This Decision Document has been prepared to explain the regulatory decision reached under the guidelines Dir94-08: Assessment Criteria for Determining Environmental Safety of Plants with Novel Traits and its companion document T1-10-96 The Biology of Glycine max (Soybean), and the guidelines Dir95-03: Guidelines for the Assessment of Livestock Feed from Plants with Novel Traits.

The Canadian Food Inspection Agency (CFIA), specifically the Plant Biosafety Office (PBO) of the Plant Health and Production Division, and the Feed Section of the Animal Health and Production Division, has evaluated information submitted by Optimum Quality Grains, L.L.C. regarding soybean sublines G94-1, G94-19 and G-168 derived from transformation event line 260-05 These plants have been modified to produce oil with elevated levels of oleic acid. The CFIA has determined that these plants with novel traits (PNT's) should pose no concerns with respect to environmental safety, the safety to livestock consuming feed derived from the PNT, and is considered substantially equivalent to soybean products currently approved in Canada as livestock feed.

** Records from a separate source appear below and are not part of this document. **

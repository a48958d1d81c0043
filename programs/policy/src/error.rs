//! Policy store errors

use relaygate_common::AbiError;
use relaygate_runtime::Revert;
use thiserror::Error;

/// Failures of the single-owner access check.
#[derive(Debug, Clone, PartialEq, Eq, Error)]
pub enum AccessError {
    #[error("Ownable: caller is not the owner")]
    NotOwner,

    #[error("Ownable: new owner is the zero address")]
    ZeroOwner,
}

impl From<AccessError> for Revert {
    fn from(err: AccessError) -> Self {
        Revert::with_reason(err.to_string())
    }
}

#[derive(Debug, Clone, PartialEq, Eq, Error)]
pub enum PolicyError {
    #[error(transparent)]
    Access(#[from] AccessError),

    #[error("Malformed arguments: {0}")]
    MalformedArguments(#[from] AbiError),

    #[error("Unknown method")]
    UnknownMethod,

    #[error("Method is not payable")]
    NonPayable,
}

impl From<PolicyError> for Revert {
    fn from(err: PolicyError) -> Self {
        match err {
            PolicyError::Access(access) => access.into(),
            // Decoding and dispatch failures carry no reason
            PolicyError::MalformedArguments(_) | PolicyError::UnknownMethod | PolicyError::NonPayable => {
                Revert::empty()
            }
        }
    }
}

Unconfined release into the environment and use as livestock feed of Optimum Quality Grains L.L.C.'s high oleic soybean sublines G94-1, G94-19 and G-168 are therefore authorized as of February 10, 2000. Also, any soybean, Glycine max lines derived from G94-1, G94-19 and G-168 are also authorized for release provided that: no interspecific crosses are performed; the intended use of the plants is the same; and it is known, following thorough characterization that these plants do not display any additional novel traits and are substantially equivalent to currently grown soybeans, in terms of their potential environmental impact and livestock feed safety.

Table of Contents

  1. Brief Identification of the Plant with Novel Traits (PNT)
  2. Background Information
  3. Description of the Novel Traits
    1. High Oleic Acid
    2. Beta-glucuronidase
    3. Ampicillin Resistance
    4. High Lysine Content
    5. Development Method
    6. Stable Integration into the Plant's Genome
  4. Assessment Criteria for Environmental Safety
    1. Potential of the PNT to Become a Weed of Agriculture or be Invasive of Natural Habitats
    2. Potential for Gene Flow to Wild Relatives Whose Hybrid Offspring May Become More Weedy or More Invasive
    3. Altered Plant Pest Potential
    4. Potential Impact on Non-Target Organisms
    5. Potential Impact on Biodiversity
  5. Nutritional Assessment Criteria for Use as Livestock Feed
  6. Regulatory Decision

I. Brief Identification of the Plant with Novel Traits (PNT's)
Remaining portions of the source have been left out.